Input records
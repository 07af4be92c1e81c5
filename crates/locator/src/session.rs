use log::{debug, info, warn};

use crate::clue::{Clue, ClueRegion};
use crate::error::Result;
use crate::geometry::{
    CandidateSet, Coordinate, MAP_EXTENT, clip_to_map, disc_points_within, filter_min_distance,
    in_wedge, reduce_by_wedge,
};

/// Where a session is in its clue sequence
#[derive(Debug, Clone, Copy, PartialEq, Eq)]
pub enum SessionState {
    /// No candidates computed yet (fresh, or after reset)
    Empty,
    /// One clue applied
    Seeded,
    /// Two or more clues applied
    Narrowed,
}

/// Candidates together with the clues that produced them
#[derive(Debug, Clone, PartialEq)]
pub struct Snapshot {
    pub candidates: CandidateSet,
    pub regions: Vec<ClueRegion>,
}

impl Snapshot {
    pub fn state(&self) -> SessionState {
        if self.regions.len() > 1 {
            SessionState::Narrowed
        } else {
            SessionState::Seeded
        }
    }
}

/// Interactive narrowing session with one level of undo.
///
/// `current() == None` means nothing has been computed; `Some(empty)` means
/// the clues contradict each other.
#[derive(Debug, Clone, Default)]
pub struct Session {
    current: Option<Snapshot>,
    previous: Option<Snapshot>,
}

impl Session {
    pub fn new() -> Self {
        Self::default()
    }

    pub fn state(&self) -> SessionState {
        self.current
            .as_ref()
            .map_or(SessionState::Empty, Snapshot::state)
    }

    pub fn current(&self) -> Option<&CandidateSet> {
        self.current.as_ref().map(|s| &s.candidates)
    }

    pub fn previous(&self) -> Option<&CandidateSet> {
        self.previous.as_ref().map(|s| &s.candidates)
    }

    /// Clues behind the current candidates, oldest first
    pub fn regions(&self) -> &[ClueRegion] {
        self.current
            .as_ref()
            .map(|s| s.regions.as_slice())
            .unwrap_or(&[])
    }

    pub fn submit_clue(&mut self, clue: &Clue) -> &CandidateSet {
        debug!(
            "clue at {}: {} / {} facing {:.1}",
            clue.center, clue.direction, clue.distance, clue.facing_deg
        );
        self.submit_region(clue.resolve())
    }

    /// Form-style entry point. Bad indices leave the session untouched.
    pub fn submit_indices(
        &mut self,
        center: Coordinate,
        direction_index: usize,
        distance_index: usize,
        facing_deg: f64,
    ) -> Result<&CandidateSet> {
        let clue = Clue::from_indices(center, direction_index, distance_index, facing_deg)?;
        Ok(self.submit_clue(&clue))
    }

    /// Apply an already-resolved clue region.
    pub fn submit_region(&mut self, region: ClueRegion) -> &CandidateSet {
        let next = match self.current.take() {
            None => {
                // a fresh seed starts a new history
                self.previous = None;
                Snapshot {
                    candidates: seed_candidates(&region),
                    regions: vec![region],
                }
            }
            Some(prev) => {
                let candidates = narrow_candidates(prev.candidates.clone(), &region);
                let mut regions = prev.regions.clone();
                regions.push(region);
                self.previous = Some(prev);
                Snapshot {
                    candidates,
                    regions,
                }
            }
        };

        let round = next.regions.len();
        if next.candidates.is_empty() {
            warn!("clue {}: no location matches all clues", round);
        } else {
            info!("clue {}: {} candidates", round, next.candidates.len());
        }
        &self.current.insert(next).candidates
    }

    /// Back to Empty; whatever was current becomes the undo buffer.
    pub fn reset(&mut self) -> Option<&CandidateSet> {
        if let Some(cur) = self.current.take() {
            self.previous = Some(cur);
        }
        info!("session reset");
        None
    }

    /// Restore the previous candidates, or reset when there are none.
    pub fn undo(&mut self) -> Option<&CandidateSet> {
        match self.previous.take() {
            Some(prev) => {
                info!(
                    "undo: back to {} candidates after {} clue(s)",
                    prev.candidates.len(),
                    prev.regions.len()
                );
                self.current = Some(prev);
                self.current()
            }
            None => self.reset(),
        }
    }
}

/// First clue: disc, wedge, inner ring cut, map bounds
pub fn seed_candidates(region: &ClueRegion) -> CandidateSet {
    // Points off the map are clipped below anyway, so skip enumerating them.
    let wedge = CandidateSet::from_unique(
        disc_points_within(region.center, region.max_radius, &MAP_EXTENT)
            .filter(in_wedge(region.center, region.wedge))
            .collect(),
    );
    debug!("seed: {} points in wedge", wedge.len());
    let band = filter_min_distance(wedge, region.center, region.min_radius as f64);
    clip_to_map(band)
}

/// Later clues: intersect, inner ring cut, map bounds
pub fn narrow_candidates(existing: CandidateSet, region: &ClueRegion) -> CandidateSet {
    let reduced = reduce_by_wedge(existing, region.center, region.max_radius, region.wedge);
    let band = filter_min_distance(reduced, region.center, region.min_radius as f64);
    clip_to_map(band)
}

--

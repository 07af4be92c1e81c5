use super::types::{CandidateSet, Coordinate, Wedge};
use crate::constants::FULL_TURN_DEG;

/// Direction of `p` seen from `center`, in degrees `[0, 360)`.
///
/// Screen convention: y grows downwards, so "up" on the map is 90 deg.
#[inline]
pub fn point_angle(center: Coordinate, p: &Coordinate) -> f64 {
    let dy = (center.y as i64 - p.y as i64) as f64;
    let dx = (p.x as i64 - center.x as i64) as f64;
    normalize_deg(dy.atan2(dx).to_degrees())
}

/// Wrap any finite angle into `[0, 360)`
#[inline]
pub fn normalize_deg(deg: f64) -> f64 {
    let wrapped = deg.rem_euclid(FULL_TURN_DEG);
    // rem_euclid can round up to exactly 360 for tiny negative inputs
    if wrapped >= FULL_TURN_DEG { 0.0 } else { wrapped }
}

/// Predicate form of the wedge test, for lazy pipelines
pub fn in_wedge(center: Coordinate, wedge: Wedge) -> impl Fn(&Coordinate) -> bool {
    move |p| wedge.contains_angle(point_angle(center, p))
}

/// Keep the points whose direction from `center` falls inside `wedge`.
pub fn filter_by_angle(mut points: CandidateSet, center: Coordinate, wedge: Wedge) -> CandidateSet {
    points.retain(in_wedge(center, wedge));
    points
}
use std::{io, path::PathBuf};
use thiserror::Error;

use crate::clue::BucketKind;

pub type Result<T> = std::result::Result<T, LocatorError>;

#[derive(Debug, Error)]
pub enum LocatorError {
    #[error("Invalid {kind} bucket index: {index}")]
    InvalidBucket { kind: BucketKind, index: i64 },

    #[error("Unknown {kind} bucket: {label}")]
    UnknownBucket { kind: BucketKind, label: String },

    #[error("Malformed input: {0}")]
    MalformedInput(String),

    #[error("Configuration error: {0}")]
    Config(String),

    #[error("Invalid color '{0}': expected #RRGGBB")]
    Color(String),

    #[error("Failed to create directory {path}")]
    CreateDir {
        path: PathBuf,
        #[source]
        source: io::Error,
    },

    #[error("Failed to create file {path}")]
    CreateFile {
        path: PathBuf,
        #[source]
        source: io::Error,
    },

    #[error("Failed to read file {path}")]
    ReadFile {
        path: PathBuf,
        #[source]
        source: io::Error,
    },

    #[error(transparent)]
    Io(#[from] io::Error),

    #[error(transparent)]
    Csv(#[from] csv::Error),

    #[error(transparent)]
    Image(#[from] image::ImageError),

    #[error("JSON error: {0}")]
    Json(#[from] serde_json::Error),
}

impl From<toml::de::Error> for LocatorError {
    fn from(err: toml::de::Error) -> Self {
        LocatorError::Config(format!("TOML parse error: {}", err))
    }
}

Task prompt
Work out how many lines contain the word "label" in the records, and answer with the number only.

Written solution
2